WHAT TO WORK ON. Identify every line in the records below that contains the word "cannot", and reproduce each one.
------------------------------------------------------------
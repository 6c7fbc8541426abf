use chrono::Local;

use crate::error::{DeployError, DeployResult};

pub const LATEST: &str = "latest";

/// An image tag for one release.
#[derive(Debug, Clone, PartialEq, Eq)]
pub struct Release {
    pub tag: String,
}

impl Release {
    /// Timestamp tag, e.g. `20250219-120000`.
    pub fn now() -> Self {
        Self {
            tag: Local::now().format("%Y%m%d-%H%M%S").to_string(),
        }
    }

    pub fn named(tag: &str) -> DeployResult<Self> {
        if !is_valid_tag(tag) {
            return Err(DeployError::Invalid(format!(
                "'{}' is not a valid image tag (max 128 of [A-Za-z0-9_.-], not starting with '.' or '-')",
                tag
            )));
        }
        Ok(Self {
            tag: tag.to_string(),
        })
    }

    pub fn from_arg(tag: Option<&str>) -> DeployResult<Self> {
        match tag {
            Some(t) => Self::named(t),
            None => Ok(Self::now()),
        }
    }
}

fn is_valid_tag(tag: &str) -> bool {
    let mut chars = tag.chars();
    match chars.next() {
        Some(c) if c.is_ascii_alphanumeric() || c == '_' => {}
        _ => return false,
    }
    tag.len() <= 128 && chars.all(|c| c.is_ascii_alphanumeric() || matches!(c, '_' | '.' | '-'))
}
------------------------------------------------------------
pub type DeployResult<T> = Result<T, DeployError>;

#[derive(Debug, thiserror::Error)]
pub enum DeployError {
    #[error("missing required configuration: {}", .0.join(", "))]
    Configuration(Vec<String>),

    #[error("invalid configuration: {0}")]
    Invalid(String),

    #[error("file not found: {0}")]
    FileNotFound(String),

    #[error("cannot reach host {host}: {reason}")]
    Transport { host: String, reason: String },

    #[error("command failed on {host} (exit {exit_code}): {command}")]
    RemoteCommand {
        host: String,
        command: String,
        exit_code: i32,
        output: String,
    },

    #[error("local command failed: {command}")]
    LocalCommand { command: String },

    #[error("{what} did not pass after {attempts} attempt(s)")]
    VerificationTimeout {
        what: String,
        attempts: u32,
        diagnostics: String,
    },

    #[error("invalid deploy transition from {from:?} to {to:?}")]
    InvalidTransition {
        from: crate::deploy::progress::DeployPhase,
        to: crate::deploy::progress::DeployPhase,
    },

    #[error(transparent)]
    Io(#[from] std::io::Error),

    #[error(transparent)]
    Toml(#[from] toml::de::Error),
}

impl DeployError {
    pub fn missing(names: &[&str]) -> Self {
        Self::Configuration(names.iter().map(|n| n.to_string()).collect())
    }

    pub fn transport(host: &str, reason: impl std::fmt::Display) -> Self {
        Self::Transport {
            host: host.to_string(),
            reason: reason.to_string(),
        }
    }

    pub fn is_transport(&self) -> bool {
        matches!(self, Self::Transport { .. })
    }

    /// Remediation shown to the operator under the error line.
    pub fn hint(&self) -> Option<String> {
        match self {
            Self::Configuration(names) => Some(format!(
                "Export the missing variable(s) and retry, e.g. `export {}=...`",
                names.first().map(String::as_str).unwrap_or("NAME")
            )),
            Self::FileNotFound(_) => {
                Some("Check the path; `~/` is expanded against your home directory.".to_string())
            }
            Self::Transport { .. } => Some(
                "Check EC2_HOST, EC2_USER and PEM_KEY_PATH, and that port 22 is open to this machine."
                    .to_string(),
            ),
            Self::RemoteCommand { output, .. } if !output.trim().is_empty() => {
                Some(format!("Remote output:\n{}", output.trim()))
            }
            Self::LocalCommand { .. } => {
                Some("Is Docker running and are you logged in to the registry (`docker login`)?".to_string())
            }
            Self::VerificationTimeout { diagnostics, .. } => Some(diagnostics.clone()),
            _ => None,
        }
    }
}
------------------------------------------------------------
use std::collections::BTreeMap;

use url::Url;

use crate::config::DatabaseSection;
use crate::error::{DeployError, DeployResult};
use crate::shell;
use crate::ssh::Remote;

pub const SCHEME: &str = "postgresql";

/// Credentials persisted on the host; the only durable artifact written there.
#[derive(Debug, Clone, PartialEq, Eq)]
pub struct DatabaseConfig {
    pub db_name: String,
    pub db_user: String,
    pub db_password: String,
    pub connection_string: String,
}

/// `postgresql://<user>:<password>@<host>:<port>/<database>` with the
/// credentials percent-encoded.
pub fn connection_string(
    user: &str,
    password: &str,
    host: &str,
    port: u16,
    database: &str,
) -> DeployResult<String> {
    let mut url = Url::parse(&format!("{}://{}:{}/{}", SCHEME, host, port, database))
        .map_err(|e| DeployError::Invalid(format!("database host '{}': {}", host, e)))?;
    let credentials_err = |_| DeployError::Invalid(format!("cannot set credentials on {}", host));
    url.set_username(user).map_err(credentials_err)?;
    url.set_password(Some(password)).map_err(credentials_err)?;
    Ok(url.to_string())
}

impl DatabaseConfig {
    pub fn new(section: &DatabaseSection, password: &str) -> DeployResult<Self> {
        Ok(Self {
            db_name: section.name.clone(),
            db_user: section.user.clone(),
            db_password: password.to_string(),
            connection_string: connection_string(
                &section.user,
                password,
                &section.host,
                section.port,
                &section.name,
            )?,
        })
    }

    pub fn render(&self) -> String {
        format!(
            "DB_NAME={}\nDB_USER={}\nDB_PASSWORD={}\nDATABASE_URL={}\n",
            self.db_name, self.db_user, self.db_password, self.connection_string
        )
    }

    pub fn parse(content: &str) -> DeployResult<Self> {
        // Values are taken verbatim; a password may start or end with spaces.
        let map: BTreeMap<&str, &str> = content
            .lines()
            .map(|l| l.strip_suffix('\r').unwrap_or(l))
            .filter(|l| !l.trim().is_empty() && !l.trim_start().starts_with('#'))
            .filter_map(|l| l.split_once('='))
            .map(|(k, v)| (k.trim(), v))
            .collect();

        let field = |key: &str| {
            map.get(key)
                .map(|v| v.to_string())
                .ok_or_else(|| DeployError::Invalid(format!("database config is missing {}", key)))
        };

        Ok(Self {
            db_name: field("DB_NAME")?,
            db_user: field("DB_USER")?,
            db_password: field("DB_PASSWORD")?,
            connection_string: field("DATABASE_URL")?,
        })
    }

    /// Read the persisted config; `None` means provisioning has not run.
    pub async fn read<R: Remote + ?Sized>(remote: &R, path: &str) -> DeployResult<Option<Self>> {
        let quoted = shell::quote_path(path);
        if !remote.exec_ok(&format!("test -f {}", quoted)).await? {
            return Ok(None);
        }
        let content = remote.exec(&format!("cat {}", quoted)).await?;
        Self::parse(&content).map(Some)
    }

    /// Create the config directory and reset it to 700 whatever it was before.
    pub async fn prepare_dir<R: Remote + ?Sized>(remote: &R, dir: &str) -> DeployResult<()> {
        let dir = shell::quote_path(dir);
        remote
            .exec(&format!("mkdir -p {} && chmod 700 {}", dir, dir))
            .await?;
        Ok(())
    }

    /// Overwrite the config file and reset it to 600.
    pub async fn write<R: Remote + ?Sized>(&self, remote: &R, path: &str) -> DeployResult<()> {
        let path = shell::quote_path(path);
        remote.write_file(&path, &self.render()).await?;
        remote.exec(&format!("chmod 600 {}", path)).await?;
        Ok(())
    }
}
------------------------------------------------------------
TASK OUTPUT.
    #[error("cannot reach host {host}: {reason}")]
    let credentials_err = |_| DeployError::Invalid(format!("cannot set credentials on {}", host));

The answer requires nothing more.